Mystery Atlas
Primary Source

Surgeon's Photograph (1934)

The iconic 1934 image of a head and neck rising from Loch Ness, attributed to physician Robert Kenneth Wilson; revealed in 1994 to be a staged model built on a toy submarine, in a hoax organised by big-game hunter Marmaduke Wetherell.
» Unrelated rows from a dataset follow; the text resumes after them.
use bytes::Bytes;
use std::collections::BTreeMap;

/// A bencode value.
///
/// Bencode has four data types: integers, byte strings, lists, and
/// dictionaries. Dictionary keys are byte strings and are kept in a
/// `BTreeMap`, so iteration (and therefore encoding) always visits them in
/// ascending byte order.
///
/// # Examples
///
/// ```
/// use bitfetch::bencode::Value;
///
/// let int = Value::Integer(42);
/// assert_eq!(int.as_integer(), Some(42));
///
/// let string = Value::string("hello");
/// assert_eq!(string.as_str(), Some("hello"));
/// ```
#[derive(Debug, Clone, PartialEq, Eq)]
pub enum Value {
    /// A signed 64-bit integer.
    Integer(i64),
    /// A byte string (not necessarily valid UTF-8).
    Bytes(Bytes),
    /// An ordered list of values.
    List(Vec<Value>),
    /// A dictionary with byte string keys, ordered ascending by key.
    Dict(BTreeMap<Bytes, Value>),
}

impl Value {
    /// Creates a byte string value from a UTF-8 string.
    pub fn string(s: &str) -> Self {
        Value::Bytes(Bytes::copy_from_slice(s.as_bytes()))
    }

    /// Returns the value as an integer, if it is one.
    pub fn as_integer(&self) -> Option<i64> {
        match self {
            Value::Integer(i) => Some(*i),
            _ => None,
        }
    }

    /// Returns the value as a byte string, if it is one.
    pub fn as_bytes(&self) -> Option<&Bytes> {
        match self {
            Value::Bytes(b) => Some(b),
            _ => None,
        }
    }

    /// Returns the value as a UTF-8 string, if it is a byte string holding
    /// valid UTF-8.
    pub fn as_str(&self) -> Option<&str> {
        match self {
            Value::Bytes(b) => std::str::from_utf8(b).ok(),
            _ => None,
        }
    }

    /// Returns the value as a list, if it is one.
    pub fn as_list(&self) -> Option<&Vec<Value>> {
        match self {
            Value::List(l) => Some(l),
            _ => None,
        }
    }

    /// Returns the value as a dictionary reference, if it is one.
    pub fn as_dict(&self) -> Option<&BTreeMap<Bytes, Value>> {
        match self {
            Value::Dict(d) => Some(d),
            _ => None,
        }
    }

    /// Looks up a key in this value if it is a dictionary.
    ///
    /// Returns `None` if the value is not a dictionary or the key is absent.
    ///
    /// # Examples
    ///
    /// ```
    /// use bitfetch::bencode::decode;
    ///
    /// let value = decode(b"d3:foo3:bare").unwrap();
    /// assert_eq!(value.get(b"foo").and_then(|v| v.as_str()), Some("bar"));
    /// assert_eq!(value.get(b"missing"), None);
    /// ```
    pub fn get(&self, key: &[u8]) -> Option<&Value> {
        self.as_dict()?.get(key)
    }
}

impl From<i64> for Value {
    fn from(i: i64) -> Self {
        Value::Integer(i)
    }
}

impl From<&str> for Value {
    fn from(s: &str) -> Self {
        Value::string(s)
    }
}

impl From<Bytes> for Value {
    fn from(b: Bytes) -> Self {
        Value::Bytes(b)
    }
}

impl From<Vec<Value>> for Value {
    fn from(l: Vec<Value>) -> Self {
        Value::List(l)
    }
}

impl From<BTreeMap<Bytes, Value>> for Value {
    fn from(d: BTreeMap<Bytes, Value>) -> Self {
        Value::Dict(d)
    }
}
This is a knowledge-graph entry: what our data records about Surgeon's Photograph (1934) and how it connects to the rest of the atlas. It does not have a full article of its own yet.

Connected to

How this topic links to the people, places, and ideas around it — drawn from our knowledge graph.

Creatures & Figures

  • Loch Ness Monstermodern legend from 1933

    Surgeon's Photograph (1934) supports Loch Ness Monster — Long the iconic evidence for the creature; revealed in 1994 to be a staged model on a toy submarine.

Objects & Artifacts

  • Piltdown Manpresented 1912; exposed 1953

    Surgeon's Photograph (1934) is frequently explored with Piltdown Man — The two classic British hoaxes: both held public belief for decades before documented exposure.

Loch Ness: From Sighting Wave to eDNA

The modern legend's key beats — reusable across the Nessie, Loch Ness, lake-cryptid, and hoax pages.

  1. 565

    Adomnán's Life of St Columba

    The 7th-century hagiography describes a 'water beast' in the River Ness in 565 AD — a conventional saint's-life motif, retrofitted to the legend in the 1930s.

  2. 2 May 1933

    The Inverness Courier report

    Aldie Mackay's sighting, published just as the new lochside road opened, starts the modern sighting wave.

  3. 21 April 1934

    Surgeon's Photograph (1934)

    The Daily Mail publishes the 'surgeon's photograph'; it anchors the plesiosaur image for sixty years.

  4. 23 April 1960

    The Dinsdale film

    Tim Dinsdale films a moving wake; a 1966 RAF analysis calls it probably animate, later re-analyses favour a boat.

  5. 1972

    The Rines underwater photographs

    Robert Rines's strobe photographs, including the 'flipper' images, are later shown to have been heavily retouched.

  6. 9 October 1987

    Operation Deepscan

    The largest sonar sweep of the loch: three unexplained mid-water contacts, no monster.

  7. March 1994

    The surgeon's photograph exposed

    Christian Spurling's deathbed account, published by researchers Boyd and Martin, reveals the 1934 image as a staged model.

  8. 5 September 2019

    Loch Ness eDNA Survey

    The Otago team announces the loch's DNA catalogue: no reptiles, no unknown large animal, abundant eels.